I have no problem with unarmed martial arts.  They may not be specifically kung-fu like in derivation, but even then, they could be.  There's a nation off to the southwest in the setting, which I haven't really told y'all much about because it's likely to be irrelevent to this particular game, but they could be the source of martial arts traditions that are specifically "Hong Kong movie" style martial arts.

Otherwise, I certainly envision Jason Bourne like unarmed fighting fits in already without being very specifically Asian in execution.


GlassEye said:


> I've never thought much about the disguise skill before but with this character I've been reading it over again to review and familiarize myself with it.  I'm kinda curious, what qualifies as a disguise that changes 'minor details only'?  Would it be a disguise that doesn't include one of the other items on the chart, i.e. gender, race, age, & size?  (If this thinking is too rules-y I'll just not worry about it.)



I'd say your interpretation is more likely what I would agree with.

For those of your with UMD, let me know specifically what kind of magic you are interested in chasing after, and I'll make sure to accomodate that desire (in one way or another) as the campaign progresses.

I also hadn't really noticed until I re-read all of the Rogue archetypes, extra Rogue Abilities and whatnot that Pathfinder have expanded the class with, but there are three abilities that are very Gray Mouser arcane training in derivation; you can get 0 and 1st level spells as a class ability, and a familiar!


----------



## GlassEye (Sep 17, 2012)

For martial arts I was thinking more of avoidance techniques and dirty punches rather than full bore Asian kung-fu so that works perfectly for me.


----------



## Kaodi (Sep 17, 2012)

Amaline has UMD too.
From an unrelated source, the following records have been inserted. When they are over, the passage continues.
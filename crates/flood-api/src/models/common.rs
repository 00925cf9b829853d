//! Common model types shared across the taxonomy and the filter engine.

use std::fmt;
use std::str::FromStr;

use serde::{Deserialize, Serialize};
use thiserror::Error;

/// Tag key the server reports for torrents that carry no tags at all.
///
/// It appears in `tagCounts` like any other tag and can be selected, which is
/// how a user asks for "torrents without tags".
pub const UNTAGGED_TAG: &str = "untagged";

/// One independently filterable taxonomy.
#[derive(Debug, Clone, Copy, PartialEq, Eq, PartialOrd, Ord, Hash, Serialize, Deserialize)]
#[serde(rename_all = "lowercase")]
pub enum Dimension {
    /// Torrent status (closed enumeration).
    Status,
    /// User-assigned tags.
    Tag,
    /// Tracker hostnames.
    Tracker,
}

impl Dimension {
    /// All dimensions, in display order.
    pub const ALL: [Dimension; 3] = [Dimension::Status, Dimension::Tag, Dimension::Tracker];

    /// Returns the lowercase name of the dimension.
    pub fn as_str(&self) -> &'static str {
        match self {
            Dimension::Status => "status",
            Dimension::Tag => "tag",
            Dimension::Tracker => "tracker",
        }
    }
}

impl fmt::Display for Dimension {
    fn fmt(&self, f: &mut fmt::Formatter<'_>) -> fmt::Result {
        f.write_str(self.as_str())
    }
}

/// Error returned when a string does not name a [`Dimension`].
#[derive(Debug, Clone, Error, PartialEq, Eq)]
#[error("unknown dimension: {name} (expected status, tag or tracker)")]
pub struct ParseDimensionError {
    /// The unrecognized name.
    pub name: String,
}

impl FromStr for Dimension {
    type Err = ParseDimensionError;

    fn from_str(s: &str) -> Result<Self, Self::Err> {
        match s.trim().to_lowercase().as_str() {
            "status" | "statuses" => Ok(Dimension::Status),
            "tag" | "tags" => Ok(Dimension::Tag),
            "tracker" | "trackers" => Ok(Dimension::Tracker),
            _ => Err(ParseDimensionError {
                name: s.to_string(),
            }),
        }
    }
}

/// Aggregate metadata the server reports for one key of one dimension.
#[derive(Debug, Clone, Copy, Default, PartialEq, Eq, Serialize, Deserialize)]
pub struct Aggregate {
    /// Number of torrents carrying the key.
    pub count: u64,
    /// Total size in bytes of those torrents (always 0 for statuses).
    pub size: u64,
}
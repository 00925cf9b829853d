//! Error types for selection input.

use flood_api_rs::models::{ParseDimensionError, ParseStatusError};
use thiserror::Error;

/// A specialized Result type for selection operations.
pub type SelectionResult<T> = Result<T, SelectionError>;

/// Errors that can occur while turning external input into a selection.
///
/// The selection algorithm itself never fails: every modifier combination is
/// defined, and stale keys are absorbed. These errors only come from
/// decoding text or loosely typed gestures.
#[derive(Debug, Clone, Error, PartialEq, Eq)]
pub enum SelectionError {
    /// A status key that does not name a torrent status.
    #[error(transparent)]
    UnknownStatus(#[from] ParseStatusError),

    /// A dimension name that is not status, tag or tracker.
    #[error(transparent)]
    UnknownDimension(#[from] ParseDimensionError),

    /// A modifier name that is not recognized.
    #[error("unknown modifier: {name} (expected shift, toggle or exclude)")]
    UnknownModifier {
        /// The unrecognized modifier.
        name: String,
    },

    /// A gesture string that does not follow `[mods:]dimension=key`.
    #[error("invalid gesture '{input}': {reason}")]
    InvalidGesture {
        /// The full gesture text.
        input: String,
        /// What is wrong with it.
        reason: &'static str,
    },
}

impl SelectionError {
    /// Creates an unknown modifier error.
    pub fn unknown_modifier(name: impl Into<String>) -> Self {
        SelectionError::UnknownModifier { name: name.into() }
    }

    /// Creates an invalid gesture error.
    pub fn invalid_gesture(input: impl Into<String>, reason: &'static str) -> Self {
        SelectionError::InvalidGesture {
            input: input.into(),
            reason,
        }
    }
}
//! Record matching against the current filter state.
//!
//! This module provides the [`FilterEvaluator`] for testing torrents (or any
//! [`FilterableRecord`]) against the selection pairs and the search text.
//!
//! # Example
//!
//! ```
//! use flood_api_rs::models::Torrent;
//! use flood_api_rs::sync::Taxonomy;
//! use flood_filter_rs::evaluator::FilterEvaluator;
//! use flood_filter_rs::selection::{FilterEngine, Modifiers};
//!
//! let mut hd = Torrent::new("h1", "Big Buck Bunny");
//! hd.tags = vec!["hd".to_string()];
//! let plain = Torrent::new("h2", "Sintel");
//!
//! let mut engine = FilterEngine::new();
//! engine.select_tag(Some("hd"), Modifiers::NONE, &Taxonomy::new());
//!
//! let torrents = vec![hd, plain];
//! let visible = engine.evaluator().filter_records(&torrents);
//! assert_eq!(visible.len(), 1);
//! assert_eq!(visible[0].hash, "h1");
//! ```

use std::borrow::Borrow;

use flood_api_rs::models::{Torrent, TorrentStatus, UNTAGGED_TAG};

use crate::selection::{FilterEngine, FilterSnapshot, SelectionPair};

/// A record that can be filtered by status, tag, tracker and name.
pub trait FilterableRecord {
    /// Text the search filter is matched against.
    fn display_name(&self) -> &str;

    /// Status values of the record.
    fn statuses(&self) -> &[TorrentStatus];

    /// Tags of the record. Empty means untagged.
    fn tags(&self) -> &[String];

    /// Tracker keys of the record.
    fn trackers(&self) -> &[String];
}

impl FilterableRecord for Torrent {
    fn display_name(&self) -> &str {
        &self.name
    }

    fn statuses(&self) -> &[TorrentStatus] {
        &self.status
    }

    fn tags(&self) -> &[String] {
        &self.tags
    }

    fn trackers(&self) -> &[String] {
        &self.tracker_uris
    }
}

/// Evaluates the filter state against records.
///
/// Borrows the selection pairs; the search text is lowercased once up front.
#[derive(Debug, Clone)]
pub struct FilterEvaluator<'a> {
    status: &'a SelectionPair<TorrentStatus>,
    tags: &'a SelectionPair<String>,
    trackers: &'a SelectionPair<String>,
    search: Option<String>,
}

impl<'a> FilterEvaluator<'a> {
    /// Creates an evaluator over a snapshot.
    pub fn new(snapshot: &'a FilterSnapshot) -> Self {
        Self::from_parts(
            &snapshot.status_filter,
            &snapshot.tag_filter,
            &snapshot.tracker_filter,
            &snapshot.search_filter,
        )
    }

    /// Creates an evaluator borrowing the engine's live state.
    pub fn from_engine(engine: &'a FilterEngine) -> Self {
        Self::from_parts(
            engine.status_filter(),
            engine.tag_filter(),
            engine.tracker_filter(),
            engine.search_filter(),
        )
    }

    fn from_parts(
        status: &'a SelectionPair<TorrentStatus>,
        tags: &'a SelectionPair<String>,
        trackers: &'a SelectionPair<String>,
        search: &str,
    ) -> Self {
        Self {
            status,
            tags,
            trackers,
            search: (!search.is_empty()).then(|| search.to_lowercase()),
        }
    }

    /// Returns true if the record passes every active constraint.
    pub fn matches<R: FilterableRecord + ?Sized>(&self, record: &R) -> bool {
        self.matches_search(record.display_name())
            && pair_admits(self.status, record.statuses().iter())
            && self.matches_tags(record.tags())
            && pair_admits(self.trackers, record.trackers().iter().map(String::as_str))
    }

    /// Filters a slice of records, returning only those that match.
    pub fn filter_records<'r, R: FilterableRecord>(&self, records: &'r [R]) -> Vec<&'r R> {
        records.iter().filter(|record| self.matches(*record)).collect()
    }

    fn matches_search(&self, name: &str) -> bool {
        match &self.search {
            Some(needle) => name.to_lowercase().contains(needle.as_str()),
            None => true,
        }
    }

    /// An untagged record is matched as if it carried [`UNTAGGED_TAG`].
    fn matches_tags(&self, tags: &[String]) -> bool {
        if tags.is_empty() {
            pair_admits(self.tags, std::iter::once(UNTAGGED_TAG))
        } else {
            pair_admits(self.tags, tags.iter().map(String::as_str))
        }
    }
}

/// Tests one record against a snapshot.
///
/// Builds a throwaway [`FilterEvaluator`]; prefer
/// [`FilterEvaluator::filter_records`] for whole lists.
pub fn matches<R: FilterableRecord + ?Sized>(record: &R, snapshot: &FilterSnapshot) -> bool {
    FilterEvaluator::new(snapshot).matches(record)
}

/// At least one value included (when `included` is non-empty) and no value
/// excluded.
fn pair_admits<'v, K, Q, I>(pair: &SelectionPair<K>, values: I) -> bool
where
    K: Ord + Borrow<Q>,
    Q: Ord + ?Sized + 'v,
    I: Iterator<Item = &'v Q> + Clone,
{
    let included = pair.included();
    let excluded = pair.excluded();

    if !included.is_empty() && !values.clone().any(|value| included.contains(value)) {
        return false;
    }

    excluded.is_empty() || !values.into_iter().any(|value| excluded.contains(value))
}
//! Torrent list output formatting.

use flood_api_rs::models::{Torrent, UNTAGGED_TAG};
use flood_filter_rs::selection::FilterSnapshot;
use owo_colors::OwoColorize;
use serde::Serialize;

use super::helpers::{format_filter_summary, format_size, truncate_id, truncate_str};

/// JSON output structure for the eval command.
#[derive(Serialize)]
pub struct EvalOutput<'a> {
    pub filter: &'a FilterSnapshot,
    pub active: bool,
    pub total: usize,
    pub matched: usize,
    pub torrents: &'a [&'a Torrent],
}

/// Formats an evaluation result as JSON.
///
/// `torrents` is the (possibly limited) visible list; `matched` counts every
/// torrent that passed the filter.
pub fn format_eval_json(
    snapshot: &FilterSnapshot,
    torrents: &[&Torrent],
    matched: usize,
    total: usize,
) -> Result<String, serde_json::Error> {
    let output = EvalOutput {
        filter: snapshot,
        active: snapshot.is_active(),
        total,
        matched,
        torrents,
    };

    serde_json::to_string_pretty(&output)
}

/// Formats the visible torrents as a table, followed by the active filters.
pub fn format_eval_table(
    snapshot: &FilterSnapshot,
    torrents: &[&Torrent],
    matched: usize,
    total: usize,
    use_colors: bool,
) -> String {
    let mut output = format_torrents_table(torrents, use_colors);

    let footer = if torrents.len() < matched {
        format!("\nShowing {} of {} matching ({} total)", torrents.len(), matched, total)
    } else {
        format!("\n{} of {} torrents", matched, total)
    };
    if use_colors {
        output.push_str(&format!("{}\n", footer.dimmed()));
    } else {
        output.push_str(&footer);
        output.push('\n');
    }

    output.push_str(&format_filter_summary(snapshot, use_colors));
    output
}

/// Formats torrents as a table.
pub fn format_torrents_table(torrents: &[&Torrent], use_colors: bool) -> String {
    if torrents.is_empty() {
        return "No torrents match.\n".to_string();
    }

    let mut output = String::new();

    // Header
    let header = format!(
        "{:<8} {:<36} {:<22} {:<20} {:>10}",
        "Hash", "Name", "Status", "Tags", "Size"
    );
    if use_colors {
        output.push_str(&format!("{}\n", header.dimmed()));
    } else {
        output.push_str(&header);
        output.push('\n');
    }

    for torrent in torrents {
        let status = torrent
            .status
            .iter()
            .map(|s| s.as_str())
            .collect::<Vec<_>>()
            .join(",");
        let tags = if torrent.tags.is_empty() {
            let untagged = format!("({UNTAGGED_TAG})");
            if use_colors {
                format!("{:<20}", untagged).dimmed().to_string()
            } else {
                format!("{:<20}", untagged)
            }
        } else {
            format!("{:<20}", truncate_str(&torrent.tags.join(", "), 20))
        };

        let line = format!(
            "{:<8} {:<36} {:<22} {} {:>10}",
            truncate_id(&torrent.hash),
            truncate_str(&torrent.name, 36),
            truncate_str(&status, 22),
            tags,
            format_size(torrent.size_bytes)
        );
        output.push_str(&line);
        output.push('\n');
    }

    output
}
I am not too concerned about how much use is made of it (it is only one skill among many for her), but even though it is a charisma-based skill (and charisma is her weakest stat), I thought it was an obvious choice for someone as smart as her to have some understanding of.


----------



## kinem (Sep 18, 2012)

Stephano was working dockside this evening. He was loosely allied with the Fuzeta da Pontes (meaning that he could also work independently) and wanted to keep it that way, so when Carlo asked him to pull this job, he didn't hesitate or ask too many questions.
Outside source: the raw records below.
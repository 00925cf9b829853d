//! Filter engine for the Flood torrent list.
//!
//! Three parts, used in this order on every update:
//!
//! - [`taxonomy`]: keeps the server's tag, tracker and status aggregates in
//!   step with full snapshots and ordered patch batches
//! - [`selection`]: turns click gestures (with shift, toggle and exclude
//!   modifiers) into `{included, excluded}` key sets per dimension
//! - [`evaluator`]: decides whether a torrent is visible under the current
//!   selection and search text
//!
//! The taxonomy only feeds the selection engine its domain order. Records
//! never touch the taxonomy.

pub mod evaluator;
pub mod selection;
pub mod taxonomy;

pub use evaluator::{matches, FilterEvaluator, FilterableRecord};
pub use selection::{FilterEngine, FilterSnapshot, Gesture, Modifiers};
pub use taxonomy::{PatchError, TaxonomySynchronizer};
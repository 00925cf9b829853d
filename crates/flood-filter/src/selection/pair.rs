//! Per-dimension selection state and the gesture algorithm.

use std::borrow::Borrow;
use std::collections::BTreeSet;

use flood_api_rs::models::TorrentStatus;
use serde::Serialize;

use super::gesture::Modifiers;

/// A key type a dimension can be filtered by.
pub trait SelectionKey: Ord + Clone {
    /// Returns true for the key that stands for the "All" row of a filter list.
    ///
    /// Such a key can sit in a domain (it keeps positions aligned with what
    /// the user sees) but is never written into a selection set.
    fn is_all(&self) -> bool {
        false
    }
}

impl SelectionKey for String {
    fn is_all(&self) -> bool {
        self.is_empty()
    }
}

impl SelectionKey for TorrentStatus {}

/// Membership of one key in a [`SelectionPair`].
#[derive(Debug, Clone, Copy, PartialEq, Eq)]
pub enum KeyState {
    Included,
    Excluded,
    Unselected,
}

/// The `{included, excluded}` sets of one dimension.
///
/// A key is in at most one of the two sets. Both empty means the dimension
/// does not constrain anything.
#[derive(Debug, Clone, PartialEq, Eq, Serialize)]
pub struct SelectionPair<K: Ord> {
    included: BTreeSet<K>,
    excluded: BTreeSet<K>,
}

impl<K: Ord> Default for SelectionPair<K> {
    fn default() -> Self {
        Self {
            included: BTreeSet::new(),
            excluded: BTreeSet::new(),
        }
    }
}

impl<K: Ord> SelectionPair<K> {
    /// Creates an empty pair.
    pub fn new() -> Self {
        Self::default()
    }

    /// Keys a record must match at least one of.
    pub fn included(&self) -> &BTreeSet<K> {
        &self.included
    }

    /// Keys a record must match none of.
    pub fn excluded(&self) -> &BTreeSet<K> {
        &self.excluded
    }

    /// Returns true if neither set holds anything.
    pub fn is_empty(&self) -> bool {
        self.included.is_empty() && self.excluded.is_empty()
    }

    /// Returns which set, if any, holds `key`.
    pub fn state_of<Q>(&self, key: &Q) -> KeyState
    where
        K: Borrow<Q>,
        Q: Ord + ?Sized,
    {
        if self.included.contains(key) {
            KeyState::Included
        } else if self.excluded.contains(key) {
            KeyState::Excluded
        } else {
            KeyState::Unselected
        }
    }

    /// Moves `key` into the set named by `state`, removing it from the other.
    pub fn set(&mut self, key: K, state: KeyState) {
        match state {
            KeyState::Included => {
                self.excluded.remove(&key);
                self.included.insert(key);
            }
            KeyState::Excluded => {
                self.included.remove(&key);
                self.excluded.insert(key);
            }
            KeyState::Unselected => {
                self.included.remove(&key);
                self.excluded.remove(&key);
            }
        }
    }

    /// Empties both sets.
    pub fn clear(&mut self) {
        self.included.clear();
        self.excluded.clear();
    }
}

/// What a call to [`DimensionSelection::select`] did.
#[derive(Debug, Clone, Copy, PartialEq, Eq)]
pub enum SelectOutcome {
    /// "All" was selected; both sets were emptied.
    Cleared,
    /// Both sets were replaced by the single key.
    Replaced,
    /// One key was toggled; `selected` is its new membership.
    Toggled { selected: bool },
    /// A range was applied over `visited` domain positions.
    Ranged { visited: usize },
    /// The key or the anchor is not in the domain; nothing changed.
    Ignored,
}

/// Selection state of one dimension: the pair plus the range anchor.
#[derive(Debug, Clone, PartialEq, Eq)]
pub struct DimensionSelection<K: Ord> {
    pair: SelectionPair<K>,
    anchor: Option<K>,
}

impl<K: Ord> Default for DimensionSelection<K> {
    fn default() -> Self {
        Self {
            pair: SelectionPair::new(),
            anchor: None,
        }
    }
}

impl<K: SelectionKey> DimensionSelection<K> {
    /// Creates an empty selection with no anchor.
    pub fn new() -> Self {
        Self::default()
    }

    /// The current `{included, excluded}` pair.
    pub fn pair(&self) -> &SelectionPair<K> {
        &self.pair
    }

    /// The key the next range gesture extends from.
    pub fn anchor(&self) -> Option<&K> {
        self.anchor.as_ref()
    }

    /// Empties the pair and forgets the anchor.
    pub fn clear(&mut self) {
        self.pair.clear();
        self.anchor = None;
    }

    /// Applies one gesture.
    ///
    /// `domain` is the dimension's ordered key list. It is only consulted for
    /// range gestures, so callers may pass an empty slice otherwise.
    ///
    /// - `None` (or the "All" key) empties both sets, whatever the modifiers.
    /// - `shift` extends a range from the anchor (or from the first domain
    ///   position when there is no anchor). With `toggle` the anchor's
    ///   current membership is painted over the range; without it the range
    ///   replaces the selection. The anchor does not move.
    /// - `toggle` alone flips one key and re-anchors.
    /// - No modifier replaces the selection with the key and re-anchors.
    ///
    /// `exclude` sends newly selected keys to the excluded set.
    pub fn select(&mut self, key: Option<&K>, modifiers: Modifiers, domain: &[K]) -> SelectOutcome {
        let Some(key) = key.filter(|key| !key.is_all()) else {
            self.pair.clear();
            return SelectOutcome::Cleared;
        };

        if modifiers.shift {
            return self.select_range(key, modifiers, domain);
        }

        if modifiers.toggle {
            let selected = match self.pair.state_of(key) {
                KeyState::Unselected => {
                    self.pair.set(key.clone(), modifiers.target_state());
                    true
                }
                KeyState::Included | KeyState::Excluded => {
                    self.pair.set(key.clone(), KeyState::Unselected);
                    false
                }
            };
            self.anchor = Some(key.clone());
            return SelectOutcome::Toggled { selected };
        }

        self.pair.clear();
        self.pair.set(key.clone(), modifiers.target_state());
        self.anchor = Some(key.clone());
        SelectOutcome::Replaced
    }

    fn select_range(&mut self, key: &K, modifiers: Modifiers, domain: &[K]) -> SelectOutcome {
        let anchor_position = match &self.anchor {
            Some(anchor) => domain.iter().position(|k| k == anchor),
            None => (!domain.is_empty()).then_some(0),
        };
        let key_position = domain.iter().position(|k| k == key);

        let (Some(from), Some(to)) = (anchor_position, key_position) else {
            return SelectOutcome::Ignored;
        };

        let visited = &domain[from.min(to)..=from.max(to)];
        let state = if modifiers.toggle {
            self.pair.state_of(&domain[from])
        } else {
            self.pair.clear();
            modifiers.target_state()
        };

        for k in visited.iter().filter(|k| !k.is_all()) {
            self.pair.set(k.clone(), state);
        }

        SelectOutcome::Ranged {
            visited: visited.len(),
        }
    }
}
He used his one minor magical talent, so that he Carlo could communicate at a distance with whispered messages. Carlo knew what the mark looked like, but the mark also knew him. So when Carlo whispered from his hiding place "It's him. Rico. Guy with the red hat", Stephano began to make his way toward the mark.

The man he was following looked wealthy enough, with a fine leather outfit, rapier, and that jaunty hat. But Carlo's instructions were clear: He was to steal a sealed scroll and nothing else. He must not open the scroll, or else.

Rico was walking quickly, so Stephano could do little but follow. Rico went straight to the dock and onto a ship! Stephano hesitated, but knew he had to follow. He paid the last of his gold for passage on the ship. Only later did he find out that the ship was headed to nearby Gara Bairo, much to his relief.

It wouldn't do to make his move during the trip, since if the mark missed his scroll, the passengers would surely be searched.

Stephano's eye was drawn to a young lady on board. With nothing better to do, he struck up a conversation, using his sleight of hand skills to perform a couple of fake magic tricks. Sarah was friendly and laughed readily.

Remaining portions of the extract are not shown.